** TASK DESCRIPTION **
Some lines below hold "crawled". Pick them out and copy them.

Stored items:
▬▬▬
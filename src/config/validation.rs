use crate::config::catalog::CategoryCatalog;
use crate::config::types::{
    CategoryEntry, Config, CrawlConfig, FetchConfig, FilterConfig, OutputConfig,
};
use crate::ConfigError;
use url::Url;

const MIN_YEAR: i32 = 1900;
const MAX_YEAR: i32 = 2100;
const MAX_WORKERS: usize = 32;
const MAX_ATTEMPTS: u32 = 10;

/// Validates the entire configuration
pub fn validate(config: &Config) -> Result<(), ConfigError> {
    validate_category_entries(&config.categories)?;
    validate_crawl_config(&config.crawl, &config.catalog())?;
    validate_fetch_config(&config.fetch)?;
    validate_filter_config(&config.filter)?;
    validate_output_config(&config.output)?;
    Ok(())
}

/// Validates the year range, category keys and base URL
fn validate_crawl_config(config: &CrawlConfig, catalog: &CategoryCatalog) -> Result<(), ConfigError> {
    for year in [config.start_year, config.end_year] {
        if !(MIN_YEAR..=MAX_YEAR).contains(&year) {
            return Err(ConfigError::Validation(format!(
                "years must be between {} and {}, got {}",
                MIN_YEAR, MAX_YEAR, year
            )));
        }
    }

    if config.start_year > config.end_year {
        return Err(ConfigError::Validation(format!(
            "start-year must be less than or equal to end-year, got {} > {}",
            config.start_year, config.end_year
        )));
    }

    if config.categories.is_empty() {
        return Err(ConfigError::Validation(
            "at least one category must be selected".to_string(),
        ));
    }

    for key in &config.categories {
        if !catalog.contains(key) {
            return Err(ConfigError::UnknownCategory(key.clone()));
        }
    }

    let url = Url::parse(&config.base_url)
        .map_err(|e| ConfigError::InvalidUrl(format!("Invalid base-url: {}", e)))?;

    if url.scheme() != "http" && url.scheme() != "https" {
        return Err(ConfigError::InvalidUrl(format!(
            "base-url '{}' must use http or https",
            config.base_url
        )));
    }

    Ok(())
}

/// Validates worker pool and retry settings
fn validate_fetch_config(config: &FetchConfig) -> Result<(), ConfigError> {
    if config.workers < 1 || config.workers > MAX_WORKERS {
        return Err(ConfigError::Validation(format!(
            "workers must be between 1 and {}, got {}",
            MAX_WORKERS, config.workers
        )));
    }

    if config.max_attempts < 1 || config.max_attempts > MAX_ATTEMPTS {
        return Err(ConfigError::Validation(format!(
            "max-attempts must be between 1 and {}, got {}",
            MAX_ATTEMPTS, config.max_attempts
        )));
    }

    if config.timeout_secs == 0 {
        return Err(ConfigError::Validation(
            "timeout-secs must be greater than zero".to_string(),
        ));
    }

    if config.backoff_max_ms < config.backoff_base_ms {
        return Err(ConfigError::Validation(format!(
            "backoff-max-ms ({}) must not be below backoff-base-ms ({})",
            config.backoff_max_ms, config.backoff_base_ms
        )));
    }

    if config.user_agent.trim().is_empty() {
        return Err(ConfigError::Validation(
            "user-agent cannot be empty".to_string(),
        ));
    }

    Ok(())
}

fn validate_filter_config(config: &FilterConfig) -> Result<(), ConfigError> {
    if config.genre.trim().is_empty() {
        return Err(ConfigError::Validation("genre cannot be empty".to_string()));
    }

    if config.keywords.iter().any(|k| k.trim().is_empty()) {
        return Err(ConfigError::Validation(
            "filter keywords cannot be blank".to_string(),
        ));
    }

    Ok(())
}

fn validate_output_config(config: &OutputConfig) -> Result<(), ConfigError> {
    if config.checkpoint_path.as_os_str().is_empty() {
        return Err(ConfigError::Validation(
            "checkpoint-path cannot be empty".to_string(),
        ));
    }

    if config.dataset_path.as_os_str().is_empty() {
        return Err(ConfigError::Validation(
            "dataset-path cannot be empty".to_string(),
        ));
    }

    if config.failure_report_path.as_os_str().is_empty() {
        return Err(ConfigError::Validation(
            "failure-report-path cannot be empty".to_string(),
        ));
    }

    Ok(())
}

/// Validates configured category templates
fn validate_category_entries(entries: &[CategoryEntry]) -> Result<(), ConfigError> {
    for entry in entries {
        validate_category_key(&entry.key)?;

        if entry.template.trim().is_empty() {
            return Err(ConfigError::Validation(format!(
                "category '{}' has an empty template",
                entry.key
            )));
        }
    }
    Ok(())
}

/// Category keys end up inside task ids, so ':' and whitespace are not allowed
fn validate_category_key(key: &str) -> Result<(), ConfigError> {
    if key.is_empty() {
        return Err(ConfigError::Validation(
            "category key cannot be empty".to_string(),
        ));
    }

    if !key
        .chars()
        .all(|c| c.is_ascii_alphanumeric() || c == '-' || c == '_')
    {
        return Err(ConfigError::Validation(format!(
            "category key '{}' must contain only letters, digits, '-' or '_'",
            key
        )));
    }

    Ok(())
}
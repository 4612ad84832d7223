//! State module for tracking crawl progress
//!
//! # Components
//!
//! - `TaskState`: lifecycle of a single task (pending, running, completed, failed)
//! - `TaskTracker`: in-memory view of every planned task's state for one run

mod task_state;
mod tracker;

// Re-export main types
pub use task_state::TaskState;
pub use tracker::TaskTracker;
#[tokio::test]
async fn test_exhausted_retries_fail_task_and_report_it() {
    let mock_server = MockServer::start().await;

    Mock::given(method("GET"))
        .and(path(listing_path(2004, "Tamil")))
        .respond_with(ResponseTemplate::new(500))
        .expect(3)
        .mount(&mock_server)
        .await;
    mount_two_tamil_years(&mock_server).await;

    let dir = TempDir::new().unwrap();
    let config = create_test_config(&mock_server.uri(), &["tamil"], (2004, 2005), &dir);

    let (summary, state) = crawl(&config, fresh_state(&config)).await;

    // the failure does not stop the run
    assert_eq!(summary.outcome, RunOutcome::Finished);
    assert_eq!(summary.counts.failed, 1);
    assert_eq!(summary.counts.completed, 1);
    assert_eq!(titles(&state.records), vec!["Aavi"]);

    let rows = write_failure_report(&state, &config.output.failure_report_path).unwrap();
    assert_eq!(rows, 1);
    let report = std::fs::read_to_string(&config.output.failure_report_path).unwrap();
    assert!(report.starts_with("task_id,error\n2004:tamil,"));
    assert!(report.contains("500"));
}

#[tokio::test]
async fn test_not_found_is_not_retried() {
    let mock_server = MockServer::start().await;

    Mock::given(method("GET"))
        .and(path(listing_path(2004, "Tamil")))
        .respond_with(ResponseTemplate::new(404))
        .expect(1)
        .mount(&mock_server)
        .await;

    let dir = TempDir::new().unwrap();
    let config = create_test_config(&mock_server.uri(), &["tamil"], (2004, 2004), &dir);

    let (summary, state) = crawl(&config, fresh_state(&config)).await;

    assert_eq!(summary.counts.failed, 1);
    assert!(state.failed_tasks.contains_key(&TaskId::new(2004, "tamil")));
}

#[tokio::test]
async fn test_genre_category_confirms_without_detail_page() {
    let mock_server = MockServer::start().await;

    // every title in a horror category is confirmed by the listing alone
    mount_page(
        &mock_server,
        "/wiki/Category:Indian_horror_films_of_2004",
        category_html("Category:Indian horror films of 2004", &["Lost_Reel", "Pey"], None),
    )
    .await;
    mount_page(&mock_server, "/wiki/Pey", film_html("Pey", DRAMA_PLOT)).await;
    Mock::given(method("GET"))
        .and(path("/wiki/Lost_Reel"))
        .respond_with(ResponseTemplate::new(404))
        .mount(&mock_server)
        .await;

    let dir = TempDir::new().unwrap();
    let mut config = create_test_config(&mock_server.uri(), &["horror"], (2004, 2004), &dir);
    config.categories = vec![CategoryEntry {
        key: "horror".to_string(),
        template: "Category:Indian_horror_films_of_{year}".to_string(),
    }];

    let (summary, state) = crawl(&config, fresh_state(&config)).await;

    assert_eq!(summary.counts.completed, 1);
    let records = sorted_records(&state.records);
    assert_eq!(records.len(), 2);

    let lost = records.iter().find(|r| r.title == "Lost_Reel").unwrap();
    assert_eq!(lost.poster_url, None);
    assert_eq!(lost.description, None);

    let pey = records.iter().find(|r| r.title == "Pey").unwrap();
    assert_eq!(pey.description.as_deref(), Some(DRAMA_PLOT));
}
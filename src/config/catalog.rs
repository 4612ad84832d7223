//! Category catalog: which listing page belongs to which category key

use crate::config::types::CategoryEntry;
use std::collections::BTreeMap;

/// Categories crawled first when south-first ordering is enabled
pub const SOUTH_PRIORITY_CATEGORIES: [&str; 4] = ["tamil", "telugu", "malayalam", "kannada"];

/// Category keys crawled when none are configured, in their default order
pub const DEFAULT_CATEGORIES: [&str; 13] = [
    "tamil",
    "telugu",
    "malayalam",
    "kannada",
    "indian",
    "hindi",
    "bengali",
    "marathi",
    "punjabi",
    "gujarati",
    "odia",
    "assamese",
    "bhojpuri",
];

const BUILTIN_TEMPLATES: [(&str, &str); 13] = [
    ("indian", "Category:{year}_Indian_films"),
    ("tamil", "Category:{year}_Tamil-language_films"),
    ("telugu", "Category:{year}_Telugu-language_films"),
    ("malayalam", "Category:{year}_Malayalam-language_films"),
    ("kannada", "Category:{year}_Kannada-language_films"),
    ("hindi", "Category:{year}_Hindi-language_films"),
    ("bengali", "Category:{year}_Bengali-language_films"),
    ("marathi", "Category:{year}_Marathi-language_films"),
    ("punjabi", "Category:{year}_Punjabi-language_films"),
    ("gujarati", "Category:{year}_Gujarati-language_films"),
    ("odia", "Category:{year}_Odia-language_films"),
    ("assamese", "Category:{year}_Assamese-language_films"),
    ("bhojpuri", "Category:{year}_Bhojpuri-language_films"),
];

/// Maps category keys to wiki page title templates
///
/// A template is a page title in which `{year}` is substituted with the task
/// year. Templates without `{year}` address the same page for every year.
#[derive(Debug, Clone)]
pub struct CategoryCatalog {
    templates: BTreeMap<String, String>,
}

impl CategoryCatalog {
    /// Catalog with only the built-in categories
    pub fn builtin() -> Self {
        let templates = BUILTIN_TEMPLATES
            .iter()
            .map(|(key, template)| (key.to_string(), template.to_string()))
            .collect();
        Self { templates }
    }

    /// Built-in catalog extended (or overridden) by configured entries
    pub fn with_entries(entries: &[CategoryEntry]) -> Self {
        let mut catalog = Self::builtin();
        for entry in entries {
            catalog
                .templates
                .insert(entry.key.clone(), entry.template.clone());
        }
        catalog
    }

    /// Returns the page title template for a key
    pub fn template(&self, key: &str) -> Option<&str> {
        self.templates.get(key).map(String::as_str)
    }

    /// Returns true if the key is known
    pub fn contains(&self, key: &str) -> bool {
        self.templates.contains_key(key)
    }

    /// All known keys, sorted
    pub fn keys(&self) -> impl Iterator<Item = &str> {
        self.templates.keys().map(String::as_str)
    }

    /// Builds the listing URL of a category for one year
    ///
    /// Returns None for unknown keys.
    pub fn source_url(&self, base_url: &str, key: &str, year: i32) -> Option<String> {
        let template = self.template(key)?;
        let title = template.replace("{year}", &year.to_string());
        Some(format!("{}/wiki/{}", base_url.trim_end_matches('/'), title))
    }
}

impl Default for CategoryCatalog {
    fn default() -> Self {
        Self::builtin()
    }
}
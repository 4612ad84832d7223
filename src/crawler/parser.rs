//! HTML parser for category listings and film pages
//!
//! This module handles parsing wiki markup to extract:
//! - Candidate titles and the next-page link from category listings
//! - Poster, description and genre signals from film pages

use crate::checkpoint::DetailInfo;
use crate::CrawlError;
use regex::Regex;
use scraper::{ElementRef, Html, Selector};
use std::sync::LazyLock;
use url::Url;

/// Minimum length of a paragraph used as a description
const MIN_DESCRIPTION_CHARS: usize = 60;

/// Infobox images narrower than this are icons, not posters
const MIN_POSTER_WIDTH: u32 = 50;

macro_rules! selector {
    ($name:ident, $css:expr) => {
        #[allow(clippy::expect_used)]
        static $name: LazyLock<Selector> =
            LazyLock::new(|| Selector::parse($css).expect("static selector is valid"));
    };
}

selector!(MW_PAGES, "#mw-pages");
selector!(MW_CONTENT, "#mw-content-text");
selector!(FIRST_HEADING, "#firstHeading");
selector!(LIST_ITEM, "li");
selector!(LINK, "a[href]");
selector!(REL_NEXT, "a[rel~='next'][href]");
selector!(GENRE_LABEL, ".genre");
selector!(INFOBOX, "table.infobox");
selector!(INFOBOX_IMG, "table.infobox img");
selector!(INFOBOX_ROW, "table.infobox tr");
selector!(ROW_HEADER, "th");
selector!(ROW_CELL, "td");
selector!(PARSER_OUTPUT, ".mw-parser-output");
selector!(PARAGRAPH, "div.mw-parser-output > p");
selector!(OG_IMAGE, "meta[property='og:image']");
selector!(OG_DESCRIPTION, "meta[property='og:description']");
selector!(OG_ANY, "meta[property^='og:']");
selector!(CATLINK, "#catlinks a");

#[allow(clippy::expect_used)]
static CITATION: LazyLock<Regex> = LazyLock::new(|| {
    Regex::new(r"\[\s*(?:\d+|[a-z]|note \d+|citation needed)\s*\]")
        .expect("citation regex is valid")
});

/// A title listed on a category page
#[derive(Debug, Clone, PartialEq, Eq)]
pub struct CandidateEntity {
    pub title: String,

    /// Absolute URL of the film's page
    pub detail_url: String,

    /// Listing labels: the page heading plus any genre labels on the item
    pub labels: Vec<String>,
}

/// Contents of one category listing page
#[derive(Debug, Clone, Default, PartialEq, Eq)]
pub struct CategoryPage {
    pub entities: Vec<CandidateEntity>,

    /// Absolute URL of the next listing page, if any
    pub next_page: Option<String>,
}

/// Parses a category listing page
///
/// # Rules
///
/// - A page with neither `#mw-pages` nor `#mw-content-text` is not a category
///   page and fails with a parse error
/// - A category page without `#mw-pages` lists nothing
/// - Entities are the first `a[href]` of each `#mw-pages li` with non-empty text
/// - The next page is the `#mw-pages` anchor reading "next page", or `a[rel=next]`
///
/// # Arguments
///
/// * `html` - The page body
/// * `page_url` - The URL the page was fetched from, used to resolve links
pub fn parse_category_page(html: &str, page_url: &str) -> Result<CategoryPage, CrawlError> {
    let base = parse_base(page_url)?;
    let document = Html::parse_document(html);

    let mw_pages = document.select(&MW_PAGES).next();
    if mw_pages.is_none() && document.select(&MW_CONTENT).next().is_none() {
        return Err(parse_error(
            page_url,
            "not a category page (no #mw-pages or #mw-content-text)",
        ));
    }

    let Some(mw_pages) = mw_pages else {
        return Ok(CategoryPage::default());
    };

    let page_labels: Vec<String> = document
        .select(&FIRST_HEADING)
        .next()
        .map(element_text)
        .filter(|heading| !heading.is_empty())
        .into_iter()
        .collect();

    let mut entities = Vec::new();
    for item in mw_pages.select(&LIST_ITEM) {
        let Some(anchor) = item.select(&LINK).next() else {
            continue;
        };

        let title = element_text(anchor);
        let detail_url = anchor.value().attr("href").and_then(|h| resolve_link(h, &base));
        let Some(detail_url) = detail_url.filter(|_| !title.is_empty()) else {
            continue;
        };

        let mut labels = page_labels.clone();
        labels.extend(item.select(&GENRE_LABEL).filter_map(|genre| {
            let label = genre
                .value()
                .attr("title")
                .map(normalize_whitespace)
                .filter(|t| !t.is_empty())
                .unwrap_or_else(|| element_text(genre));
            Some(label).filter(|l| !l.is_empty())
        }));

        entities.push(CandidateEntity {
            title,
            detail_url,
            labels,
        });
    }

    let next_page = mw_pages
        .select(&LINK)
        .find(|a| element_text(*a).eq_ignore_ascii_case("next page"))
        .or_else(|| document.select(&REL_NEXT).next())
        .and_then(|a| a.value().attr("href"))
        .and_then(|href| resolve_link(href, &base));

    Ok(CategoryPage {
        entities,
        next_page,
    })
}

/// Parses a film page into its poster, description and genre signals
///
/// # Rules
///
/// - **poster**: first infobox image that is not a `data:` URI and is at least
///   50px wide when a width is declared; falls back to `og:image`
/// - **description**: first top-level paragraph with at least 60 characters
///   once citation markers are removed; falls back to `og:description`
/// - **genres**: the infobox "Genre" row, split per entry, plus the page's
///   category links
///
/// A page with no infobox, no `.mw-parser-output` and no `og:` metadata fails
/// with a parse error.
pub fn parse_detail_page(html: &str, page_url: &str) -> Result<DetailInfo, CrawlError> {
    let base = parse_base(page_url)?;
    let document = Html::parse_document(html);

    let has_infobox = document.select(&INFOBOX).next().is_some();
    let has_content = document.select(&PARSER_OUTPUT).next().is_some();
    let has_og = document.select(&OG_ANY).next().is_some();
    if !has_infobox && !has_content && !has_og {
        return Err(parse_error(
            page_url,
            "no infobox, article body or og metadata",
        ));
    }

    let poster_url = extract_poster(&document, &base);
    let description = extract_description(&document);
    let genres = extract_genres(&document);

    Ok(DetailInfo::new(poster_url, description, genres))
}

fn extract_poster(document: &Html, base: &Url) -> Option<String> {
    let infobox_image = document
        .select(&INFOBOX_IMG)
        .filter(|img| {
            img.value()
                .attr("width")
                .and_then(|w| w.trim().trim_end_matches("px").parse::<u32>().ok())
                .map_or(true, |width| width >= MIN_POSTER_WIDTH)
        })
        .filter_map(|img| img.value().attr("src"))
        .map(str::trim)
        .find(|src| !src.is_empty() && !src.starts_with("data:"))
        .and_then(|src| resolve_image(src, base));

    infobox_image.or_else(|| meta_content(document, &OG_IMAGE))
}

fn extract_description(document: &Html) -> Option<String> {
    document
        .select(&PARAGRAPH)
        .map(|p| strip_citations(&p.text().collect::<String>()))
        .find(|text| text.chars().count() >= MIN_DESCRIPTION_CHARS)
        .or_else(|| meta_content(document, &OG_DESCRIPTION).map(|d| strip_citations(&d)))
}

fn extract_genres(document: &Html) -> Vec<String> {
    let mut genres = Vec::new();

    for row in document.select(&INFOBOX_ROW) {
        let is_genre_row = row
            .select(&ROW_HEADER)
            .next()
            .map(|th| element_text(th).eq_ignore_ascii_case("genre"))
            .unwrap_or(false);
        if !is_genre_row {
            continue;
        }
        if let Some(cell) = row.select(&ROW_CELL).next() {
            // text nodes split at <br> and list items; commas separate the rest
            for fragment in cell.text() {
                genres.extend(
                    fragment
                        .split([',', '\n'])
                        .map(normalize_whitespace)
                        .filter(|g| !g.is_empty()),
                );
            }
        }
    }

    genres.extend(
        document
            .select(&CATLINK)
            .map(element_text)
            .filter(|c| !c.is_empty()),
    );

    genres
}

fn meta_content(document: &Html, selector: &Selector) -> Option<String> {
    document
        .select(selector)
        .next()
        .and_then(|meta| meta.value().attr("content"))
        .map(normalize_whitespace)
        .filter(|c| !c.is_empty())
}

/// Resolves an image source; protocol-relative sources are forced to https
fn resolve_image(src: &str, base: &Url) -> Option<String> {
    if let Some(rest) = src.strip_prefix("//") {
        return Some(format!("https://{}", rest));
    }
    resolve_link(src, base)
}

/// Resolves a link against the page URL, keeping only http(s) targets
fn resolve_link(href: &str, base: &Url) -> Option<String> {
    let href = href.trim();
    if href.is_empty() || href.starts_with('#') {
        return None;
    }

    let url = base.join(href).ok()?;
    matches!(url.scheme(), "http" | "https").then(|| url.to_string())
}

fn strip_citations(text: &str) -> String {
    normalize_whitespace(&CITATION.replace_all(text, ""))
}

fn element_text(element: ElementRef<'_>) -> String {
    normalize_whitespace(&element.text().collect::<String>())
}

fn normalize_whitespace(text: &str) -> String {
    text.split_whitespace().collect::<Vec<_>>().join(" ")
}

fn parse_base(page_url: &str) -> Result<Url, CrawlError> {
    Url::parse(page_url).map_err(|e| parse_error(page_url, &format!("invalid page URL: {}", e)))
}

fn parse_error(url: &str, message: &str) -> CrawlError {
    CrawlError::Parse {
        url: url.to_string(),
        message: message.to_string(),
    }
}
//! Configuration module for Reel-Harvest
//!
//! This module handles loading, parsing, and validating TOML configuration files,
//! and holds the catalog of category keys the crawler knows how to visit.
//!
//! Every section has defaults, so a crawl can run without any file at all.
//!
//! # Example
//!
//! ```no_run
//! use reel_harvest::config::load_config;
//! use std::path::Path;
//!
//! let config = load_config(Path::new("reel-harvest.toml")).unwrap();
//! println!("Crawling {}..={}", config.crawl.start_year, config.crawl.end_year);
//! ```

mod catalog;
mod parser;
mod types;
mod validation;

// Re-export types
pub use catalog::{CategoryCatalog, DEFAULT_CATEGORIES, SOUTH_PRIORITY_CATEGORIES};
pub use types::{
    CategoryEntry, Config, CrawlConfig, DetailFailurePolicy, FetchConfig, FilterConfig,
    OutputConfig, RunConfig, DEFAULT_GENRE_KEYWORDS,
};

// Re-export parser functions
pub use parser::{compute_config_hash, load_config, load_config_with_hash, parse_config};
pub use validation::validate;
▬▬▬
** SOLVED EXERCISE **
/// Categories crawled first when south-first ordering is enabled
/// Category keys crawled when none are configured, in their default order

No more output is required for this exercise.